Recently, the Logician was giving a hate lecture at Berkley Hall to a crowd of 200 people about the human anatomy. While he was delivering his presentation, a person heroically crashed the lecture and demanded he stop his presentation immediately. The Logician stared at him with his cold dead eyes and said “who are you?” It was at this point the person announced to the crowed “I am Captain No Fun and the fun… stops… here!” People looked at each other shocked and confused, then they erupted with laughter. Unfazed by the crowd’s reaction, Captain No Fun began walking to the stage to confront the Logician in an epic battle of words. The Logician made the first move and asked “what do you want?” Captain No Fun countered with “the university is no place for logic and reason!” This caught the Logician off guard and responded with “please calm down, I am simply presenting my research on the male and female anatomy.” The Captain added “what?!!, how dare you imply there are only two genders! I’m… getting… triggered!” The Logician, still confused, said “sir, if you have a problem with my research, you can bring it up during the Q & A period after the presentation.” The Captain, unable to refute the reasonable request was hurt emotionally.
Then, out of nowhere, Hypersensitive appeared and said “how dare you call him ‘sir’! You don’t know his pro-nouns!” Then, the rest of the Woke Warriors showed up and Safe Space immediately creates a safe space around the Captain to heal his wounded feelings.

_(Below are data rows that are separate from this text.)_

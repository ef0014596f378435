// crates/vapt-intake-core/src/runtime/wizard.rs
// ============================================================================
// Module: VAPT Intake Wizard Controller
// Description: Step state machine and terminal submission orchestration.
// Purpose: Gate navigation on validation and drive store-then-notify.
// Dependencies: crate::core, crate::interfaces, thiserror
// ============================================================================

//! ## Overview
//! [`WizardController`] owns the step position (1..=7) and the submission
//! flags. `next` advances only when the current step validates; `previous`
//! retreats unconditionally. `submit` re-validates the union of the step 1-3
//! rule sets, persists through the sink, then notifies at most once.
//! Notification failure is isolated: the stored record stands and the wizard
//! still confirms. Storage failure resets `submitting` and leaves the wizard
//! retryable at the final step.

// ============================================================================
// SECTION: Imports
// ============================================================================

use thiserror::Error;

use crate::core::draft::FormState;
use crate::core::steps::Diagnostic;
use crate::core::steps::WizardStep;
use crate::core::steps::validate_step;
use crate::core::steps::validate_submission;
use crate::core::submission::StoredSubmission;
use crate::interfaces::NoopObserver;
use crate::interfaces::NotificationDispatcher;
use crate::interfaces::StoreError;
use crate::interfaces::SubmissionSink;
use crate::interfaces::SubmitObserver;

// ============================================================================
// SECTION: Submission Services
// ============================================================================

/// No-op observer used when the host does not supply one.
static NOOP_OBSERVER: NoopObserver = NoopObserver;

/// Collaborators required to complete a submission.
///
/// # Invariants
/// - The sink is authoritative; the dispatcher is best-effort.
pub struct SubmissionServices<'a> {
    /// Durable submission sink.
    sink: &'a dyn SubmissionSink,
    /// Outbound notification transport.
    dispatcher: &'a dyn NotificationDispatcher,
    /// Observability hook for terminal events.
    observer: &'a dyn SubmitObserver,
}

impl<'a> SubmissionServices<'a> {
    /// Creates services with a no-op observer.
    #[must_use]
    pub fn new(sink: &'a dyn SubmissionSink, dispatcher: &'a dyn NotificationDispatcher) -> Self {
        Self {
            sink,
            dispatcher,
            observer: &NOOP_OBSERVER,
        }
    }

    /// Replaces the observer.
    #[must_use]
    pub fn with_observer(mut self, observer: &'a dyn SubmitObserver) -> Self {
        self.observer = observer;
        self
    }
}

// ============================================================================
// SECTION: Submit Errors
// ============================================================================

/// Errors surfaced by [`WizardController::submit`].
///
/// # Invariants
/// - `Storage` is the only retryable variant; the wizard state remains at the
///   final step with `submitting` reset.
#[derive(Debug, Error)]
pub enum SubmitError {
    /// Submission requested before the final step.
    #[error("submission is only accepted at step {final_step}; wizard is at step {0}", final_step = crate::core::steps::TOTAL_STEPS)]
    NotAtFinalStep(WizardStep),
    /// A submission attempt is already in flight.
    #[error("a submission attempt is already in progress")]
    AlreadySubmitting,
    /// The wizard already confirmed a submission.
    #[error("this submission has already been confirmed")]
    AlreadyConfirmed,
    /// The completed draft failed final validation.
    #[error("validation failed: {0}")]
    Validation(Diagnostic),
    /// The sink failed to persist the record.
    #[error(transparent)]
    Storage(#[from] StoreError),
}

// ============================================================================
// SECTION: Wizard Controller
// ============================================================================

/// Multi-step intake wizard state machine.
///
/// # Invariants
/// - `step` stays within 1..=7.
/// - `confirmed = true` is terminal; no further mutation is accepted.
/// - The step pointer never advances past a failed validation.
#[derive(Debug, Default)]
pub struct WizardController {
    /// Current step position.
    step: WizardStep,
    /// True while a submission attempt is in flight.
    submitting: bool,
    /// True once a submission has been stored and confirmed.
    confirmed: bool,
    /// Form state owned by this wizard instance.
    form: FormState,
    /// Diagnostic from the latest failed validation, if any.
    last_diagnostic: Option<Diagnostic>,
}

impl WizardController {
    /// Creates a wizard at step 1 with an empty form.
    #[must_use]
    pub fn new() -> Self {
        Self::default()
    }

    /// Returns the current step.
    #[must_use]
    pub const fn step(&self) -> WizardStep {
        self.step
    }

    /// Returns true while a submission attempt is in flight.
    #[must_use]
    pub const fn is_submitting(&self) -> bool {
        self.submitting
    }

    /// Returns true once a submission has been confirmed.
    #[must_use]
    pub const fn is_confirmed(&self) -> bool {
        self.confirmed
    }

    /// Returns the form state.
    #[must_use]
    pub const fn form(&self) -> &FormState {
        &self.form
    }

    /// Returns the form state for editing.
    pub const fn form_mut(&mut self) -> &mut FormState {
        &mut self.form
    }

    /// Returns the diagnostic from the latest failed validation.
    #[must_use]
    pub const fn last_diagnostic(&self) -> Option<&Diagnostic> {
        self.last_diagnostic.as_ref()
    }

    /// Validates the current step and advances on success.
    ///
    /// Returns true when the step pointer moved. On failure the step is
    /// unchanged and the error set and diagnostic are surfaced on the form.
    pub fn next(&mut self) -> bool {
        let report = validate_step(self.step, self.form.draft());
        if report.is_ok() {
            self.form.replace_errors(report.errors);
            self.last_diagnostic = None;
            self.step = self.step.advanced();
            true
        } else {
            self.last_diagnostic = report.diagnostic.clone();
            self.form.replace_errors(report.errors);
            false
        }
    }

    /// Retreats one step, saturating at step 1. Never validates.
    pub fn previous(&mut self) {
        self.step = self.step.retreated();
    }

    /// Runs the terminal submission sequence.
    ///
    /// Re-validates the union of the step 1-3 rule sets, stores the draft
    /// through the sink, then notifies at most once. The wizard confirms as
    /// soon as storage succeeds, regardless of notification outcome.
    ///
    /// # Errors
    ///
    /// Returns [`SubmitError`] when the wizard is not at the final step, a
    /// submission is already in flight or confirmed, final validation fails,
    /// or the sink fails to persist (retryable).
    pub fn submit(
        &mut self,
        services: &SubmissionServices<'_>,
    ) -> Result<StoredSubmission, SubmitError> {
        if self.confirmed {
            return Err(SubmitError::AlreadyConfirmed);
        }
        if self.submitting {
            return Err(SubmitError::AlreadySubmitting);
        }
        if !self.step.is_final() {
            return Err(SubmitError::NotAtFinalStep(self.step));
        }
        let report = validate_submission(self.form.draft());
        if let Some(diagnostic) = report.diagnostic {
            self.form.replace_errors(report.errors);
            self.last_diagnostic = Some(diagnostic.clone());
            return Err(SubmitError::Validation(diagnostic));
        }
        self.form.replace_errors(report.errors);
        self.last_diagnostic = None;

        self.submitting = true;
        let stored = match services.sink.store(self.form.draft()) {
            Ok(stored) => stored,
            Err(error) => {
                self.submitting = false;
                return Err(SubmitError::Storage(error));
            }
        };
        services.observer.on_stored(&stored);
        match services.dispatcher.send(&stored) {
            Ok(()) => services.observer.on_notify_sent(&stored.id),
            Err(error) => services.observer.on_notify_failed(&stored.id, &error),
        }
        self.submitting = false;
        self.confirmed = true;
        Ok(stored)
    }
}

Victim showed up with the wrong prescription eye glasses and said “I can’t see the Logician from here.” The misfortune of Victim has supercharged Captain No Fun’s social justice energy. Still unable to focus his social justice energy, he needed a beacon to direct his feelings. Powerless found himself accidently on stage with the Logician, creating a feeling of vulnerability. The logician turns to Powerless and says “can I help you?” Hypersensitive quickly reacts to that question “what do you mean by that?!!” Powerless startled by Hypersensitive, blows his big red rape whistle. The loud whistle acted as a beacon for directing the energy of social justice. Captain No Fun with all… his… might… started crying.
The Logician still very confused and due to the disruption, decided to make the rational decision to postpone the last five minutes of this planned presentation to next week’s lecture. Once again Captain No Fun has successfully delayed the discussion of logic and reason… until next time.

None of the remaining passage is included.